(Stored data entries)
━━━━━━━━━━━━━━━━

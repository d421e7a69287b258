//! Dead Letter Queue
//!
//! Terminal store for messages that expired, could not be delivered, or were
//! never acknowledged. Nothing is replayed automatically; operators pull
//! entries out with [`DeadLetterQueue::take`].

use std::collections::{HashMap, VecDeque};
use std::fmt;

use chrono::{DateTime, Utc};
use parking_lot::Mutex;
use serde::Serialize;
use serde_json::Value;
use tokio::time::{Duration, Instant};
use tracing::warn;

use super::message::Message;
use crate::config::DeadLetterConfig;
use crate::metrics;

/// Why a message was dead-lettered.
#[derive(Debug, Clone, Copy, PartialEq, Eq, Hash, Serialize)]
#[serde(rename_all = "snake_case")]
pub enum DeadLetterReason {
    /// Its ttl elapsed before delivery.
    Expired,
    /// Every delivery attempt and fallback recipient failed.
    DeliveryFailed,
    /// An exactly-once message was not acknowledged in time.
    DeliveryTimeout,
    /// No handler is registered for the recipient.
    NoRecipient,
}

impl DeadLetterReason {
    /// snake_case name, also the metrics label.
    pub fn as_str(self) -> &'static str {
        match self {
            DeadLetterReason::Expired => "expired",
            DeadLetterReason::DeliveryFailed => "delivery_failed",
            DeadLetterReason::DeliveryTimeout => "delivery_timeout",
            DeadLetterReason::NoRecipient => "no_recipient",
        }
    }
}

impl fmt::Display for DeadLetterReason {
    fn fmt(&self, f: &mut fmt::Formatter<'_>) -> fmt::Result {
        f.write_str(self.as_str())
    }
}

/// One dead-lettered message.
#[derive(Debug, Clone, Serialize)]
pub struct DeadLetter {
    /// Id of the failed message.
    pub message_id: String,
    /// The message itself.
    pub message: Message,
    /// Classification.
    pub reason: DeadLetterReason,
    /// Rendered last error.
    pub error: String,
    /// Free-form diagnostic context (recipient, attempts, ...).
    pub context: Value,
    /// When it was dead-lettered.
    pub timestamp: DateTime<Utc>,
    #[serde(skip)]
    recorded: Instant,
}

/// Bounded in-memory dead-letter store.
pub struct DeadLetterQueue {
    entries: Mutex<VecDeque<DeadLetter>>,
    config: DeadLetterConfig,
}

impl fmt::Debug for DeadLetterQueue {
    fn fmt(&self, f: &mut fmt::Formatter<'_>) -> fmt::Result {
        f.debug_struct("DeadLetterQueue")
            .field("len", &self.len())
            .field("max_entries", &self.config.max_entries)
            .finish()
    }
}

impl DeadLetterQueue {
    /// Empty queue.
    pub fn new(config: DeadLetterConfig) -> Self {
        Self {
            entries: Mutex::new(VecDeque::new()),
            config,
        }
    }

    /// Record a failed message. Drops the oldest entry when full.
    pub fn add(&self, message: Message, reason: DeadLetterReason, error: impl Into<String>, context: Value) {
        let error = error.into();
        warn!(
            message_id = %message.id,
            recipient = %message.recipient,
            reason = %reason,
            error = %error,
            "message dead-lettered"
        );
        metrics::inc_dead_letter(reason.as_str());

        let mut entries = self.entries.lock();
        if self.config.max_entries > 0 && entries.len() >= self.config.max_entries {
            entries.pop_front();
        }
        entries.push_back(DeadLetter {
            message_id: message.id.clone(),
            message,
            reason,
            error,
            context,
            timestamp: Utc::now(),
            recorded: Instant::now(),
        });
    }

    /// Remove entries older than `retention`. Returns how many were removed.
    pub fn cleanup(&self, retention: Duration) -> usize {
        let mut entries = self.entries.lock();
        let before = entries.len();
        entries.retain(|e| e.recorded.elapsed() <= retention);
        before - entries.len()
    }

    /// [`cleanup`](Self::cleanup) with the configured retention.
    pub fn cleanup_default(&self) -> usize {
        self.cleanup(Duration::from_secs(self.config.retention_secs))
    }

    /// Most recent entry for `message_id`.
    pub fn find(&self, message_id: &str) -> Option<DeadLetter> {
        self.entries
            .lock()
            .iter()
            .rev()
            .find(|e| e.message_id == message_id)
            .cloned()
    }

    /// Remove and return the most recent entry for `message_id`.
    pub fn take(&self, message_id: &str) -> Option<DeadLetter> {
        let mut entries = self.entries.lock();
        let idx = entries.iter().rposition(|e| e.message_id == message_id)?;
        entries.remove(idx)
    }

    /// All entries, oldest first.
    pub fn entries(&self) -> Vec<DeadLetter> {
        self.entries.lock().iter().cloned().collect()
    }

    /// Entry count.
    pub fn len(&self) -> usize {
        self.entries.lock().len()
    }

    /// Whether the queue is empty.
    pub fn is_empty(&self) -> bool {
        self.entries.lock().is_empty()
    }

    /// Entry counts per reason.
    pub fn counts_by_reason(&self) -> HashMap<DeadLetterReason, usize> {
        let mut counts = HashMap::new();
        for entry in self.entries.lock().iter() {
            *counts.entry(entry.reason).or_insert(0) += 1;
        }
        counts
    }
}

impl Default for DeadLetterQueue {
    fn default() -> Self {
        Self::new(DeadLetterConfig::default())
    }
}
//! Server selection scoring.
//!
//! Ranks eligible servers with a weighted sum of five components, each in
//! `[0.0, 1.0]`:
//!
//! | Component        | Default weight | Value                                              |
//! |------------------|----------------|----------------------------------------------------|
//! | capability match | 0.35           | matched / (required + preferred)                   |
//! | load             | 0.25           | `1 − current_load`                                 |
//! | response time    | 0.20           | `1 − mean_ms / latency_ceiling_ms` (1.0 if no data)|
//! | cost             | 0.15           | `1 − cost / max_acceptable_cost`                   |
//! | availability     | 0.05           | `availability_score`                               |
//!
//! The highest total wins; ties go to the earliest-registered server.

use std::collections::HashMap;

use dashmap::DashMap;
use serde::Serialize;
use tracing::debug;

use super::capability::Requirements;
use super::registry::ServerSnapshot;
use crate::config::ScoringConfig;
use crate::RouterError;

/// Per-component contributions for one server.
#[derive(Debug, Clone, PartialEq, Serialize)]
pub struct ScoreBreakdown {
    /// Server id.
    pub server_id: String,
    /// Unweighted capability-match component.
    pub capability_match: f64,
    /// Unweighted inverse-load component.
    pub load: f64,
    /// Unweighted inverse-response-time component.
    pub response_time: f64,
    /// Unweighted cost-efficiency component.
    pub cost: f64,
    /// Unweighted availability component.
    pub availability: f64,
    /// Weighted total.
    pub total: f64,
}

/// Picks the best server among eligible candidates.
///
/// Scoring is a pure function of the snapshots passed in. Selection counters
/// are bookkeeping only and never feed back into scores.
#[derive(Debug)]
pub struct SelectionScorer {
    config: ScoringConfig,
    selections: DashMap<String, u64>,
}

impl SelectionScorer {
    /// Create a scorer with the given weights and ceilings.
    pub fn new(config: ScoringConfig) -> Self {
        Self {
            config,
            selections: DashMap::new(),
        }
    }

    /// Score one server against `requirements`.
    ///
    /// # Panics
    ///
    /// This function never panics.
    pub fn breakdown(&self, server: &ServerSnapshot, requirements: &Requirements) -> ScoreBreakdown {
        let weights = &self.config.weights;

        let required: Vec<_> = requirements.required_capabilities().collect();
        let preferred = &requirements.constraints.preferred;
        let wanted = required.len() + preferred.len();
        let matched = required
            .iter()
            .filter(|c| server.capabilities.contains(**c))
            .count()
            + preferred
                .iter()
                .filter(|c| server.capabilities.contains(*c))
                .count();
        let capability_match = if wanted == 0 {
            1.0
        } else {
            matched as f64 / wanted as f64
        };

        let load = 1.0 - server.current_load.clamp(0.0, 1.0);

        let response_time = match server.mean_response_ms {
            Some(mean) if self.config.latency_ceiling_ms > 0.0 => {
                1.0 - (mean / self.config.latency_ceiling_ms).clamp(0.0, 1.0)
            }
            _ => 1.0,
        };

        let cost = if self.config.max_acceptable_cost > 0.0 {
            (1.0 - server.cost_per_request / self.config.max_acceptable_cost).clamp(0.0, 1.0)
        } else {
            0.0
        };

        let availability = server.availability_score.clamp(0.0, 1.0);

        let total = weights.capability_match * capability_match
            + weights.load * load
            + weights.response_time * response_time
            + weights.cost * cost
            + weights.availability * availability;

        ScoreBreakdown {
            server_id: server.id.clone(),
            capability_match,
            load,
            response_time,
            cost,
            availability,
            total,
        }
    }

    /// Score every candidate, best first. Equal totals keep registration order.
    pub fn rank(&self, eligible: &[ServerSnapshot], requirements: &Requirements) -> Vec<ScoreBreakdown> {
        let mut ordered: Vec<&ServerSnapshot> = eligible.iter().collect();
        ordered.sort_by_key(|s| s.registration_order);
        let mut scored: Vec<ScoreBreakdown> = ordered
            .into_iter()
            .map(|s| self.breakdown(s, requirements))
            .collect();
        // Stable sort keeps registration order among ties.
        scored.sort_by(|a, b| b.total.total_cmp(&a.total));
        scored
    }

    /// Pick the highest-scoring server and count the selection.
    ///
    /// # Errors
    ///
    /// [`RouterError::NoEligibleServer`] when `eligible` is empty.
    pub fn select(
        &self,
        eligible: &[ServerSnapshot],
        requirements: &Requirements,
    ) -> Result<ServerSnapshot, RouterError> {
        let best = self
            .rank(eligible, requirements)
            .into_iter()
            .next()
            .and_then(|b| eligible.iter().find(|s| s.id == b.server_id).map(|s| (b, s)));

        let Some((breakdown, server)) = best else {
            return Err(RouterError::NoEligibleServer {
                capability: requirements.capability.clone(),
            });
        };

        debug!(
            server_id = %server.id,
            capability = %requirements.capability,
            score = breakdown.total,
            candidates = eligible.len(),
            "server selected"
        );
        *self.selections.entry(server.id.clone()).or_insert(0) += 1;
        Ok(server.clone())
    }

    /// Times `server_id` has been selected.
    pub fn selection_count(&self, server_id: &str) -> u64 {
        self.selections.get(server_id).map_or(0, |c| *c)
    }

    /// All selection counters.
    pub fn selection_counts(&self) -> HashMap<String, u64> {
        self.selections
            .iter()
            .map(|e| (e.key().clone(), *e.value()))
            .collect()
    }
}

impl Default for SelectionScorer {
    fn default() -> Self {
        Self::new(ScoringConfig::default())
    }
}

#[cfg(test)]
mod tests {
    use super::*;
    use crate::routing::registry::ServerStatus;
    use crate::routing::Capability;
    use std::collections::HashSet;

    fn snap(id: &str, order: usize, cost: f64, load: f64) -> ServerSnapshot {
        ServerSnapshot {
            id: id.into(),
            registration_order: order,
            capabilities: [Capability::Search].into_iter().collect::<HashSet<_>>(),
            status: ServerStatus::Active,
            cost_per_request: cost,
            current_load: load,
            active_requests: 0,
            queue_depth: 0,
            mean_response_ms: None,
            success_count: 0,
            error_count: 0,
            availability_score: 1.0,
            consecutive_failures: 0,
            last_check: None,
            requests_this_minute: 0,
            requests_this_hour: 0,
            rate_limited: false,
        }
    }

    fn req() -> Requirements {
        Requirements::new(Capability::Search)
    }

    #[test]
    fn test_cheaper_server_beats_slightly_less_loaded_one() {
        let scorer = SelectionScorer::default();
        let servers = [snap("a", 0, 0.01, 0.1), snap("b", 1, 0.05, 0.05)];
        let chosen = scorer.select(&servers, &req()).map(|s| s.id);
        assert_eq!(chosen.ok().as_deref(), Some("a"));
    }

    #[test]
    fn test_large_load_advantage_outweighs_cost() {
        let scorer = SelectionScorer::default();
        let servers = [snap("a", 0, 0.01, 0.85), snap("b", 1, 0.05, 0.0)];
        let chosen = scorer.select(&servers, &req()).map(|s| s.id);
        assert_eq!(chosen.ok().as_deref(), Some("b"));
    }

    #[test]
    fn test_ties_break_by_registration_order() {
        let scorer = SelectionScorer::default();
        let servers = [snap("late", 5, 0.02, 0.2), snap("early", 1, 0.02, 0.2)];
        let chosen = scorer.select(&servers, &req()).map(|s| s.id);
        assert_eq!(chosen.ok().as_deref(), Some("early"));
    }

    #[test]
    fn test_selection_is_deterministic_and_counted() {
        let scorer = SelectionScorer::default();
        let servers = [snap("a", 0, 0.03, 0.3), snap("b", 1, 0.02, 0.4), snap("c", 2, 0.01, 0.5)];
        let first = scorer.select(&servers, &req()).map(|s| s.id).ok();
        for _ in 0..10 {
            assert_eq!(scorer.select(&servers, &req()).map(|s| s.id).ok(), first);
        }
        let total: u64 = scorer.selection_counts().values().sum();
        assert_eq!(total, 11);
    }

    #[test]
    fn test_empty_candidates_is_no_eligible_server() {
        let scorer = SelectionScorer::default();
        assert!(matches!(
            scorer.select(&[], &req()),
            Err(RouterError::NoEligibleServer { .. })
        ));
    }

    #[test]
    fn test_preferred_capability_raises_match_component() {
        let scorer = SelectionScorer::default();
        let mut plain = snap("plain", 0, 0.02, 0.2);
        let mut rich = snap("rich", 1, 0.02, 0.2);
        rich.capabilities.insert(Capability::Analysis);
        plain.availability_score = 1.0;
        let req = req().prefer(Capability::Analysis);
        assert!((scorer.breakdown(&plain, &req).capability_match - 0.5).abs() < 1e-9);
        assert!((scorer.breakdown(&rich, &req).capability_match - 1.0).abs() < 1e-9);
        assert_eq!(scorer.select(&[plain, rich], &req).map(|s| s.id).ok().as_deref(), Some("rich"));
    }

    #[test]
    fn test_components_clamped_to_unit_interval() {
        let scorer = SelectionScorer::default();
        let mut s = snap("x", 0, 5.0, 0.0);
        s.mean_response_ms = Some(50_000.0);
        let b = scorer.breakdown(&s, &req());
        assert_eq!(b.cost, 0.0);
        assert_eq!(b.response_time, 0.0);
        assert!(b.total >= 0.0 && b.total <= 1.0);
    }
}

━━━━━━━━━━━━━━━━

Lines that hold the word "registry" are the ones to copy from the entries above.

**Your solution**
use super::registry::ServerSnapshot;
    use crate::routing::registry::ServerStatus;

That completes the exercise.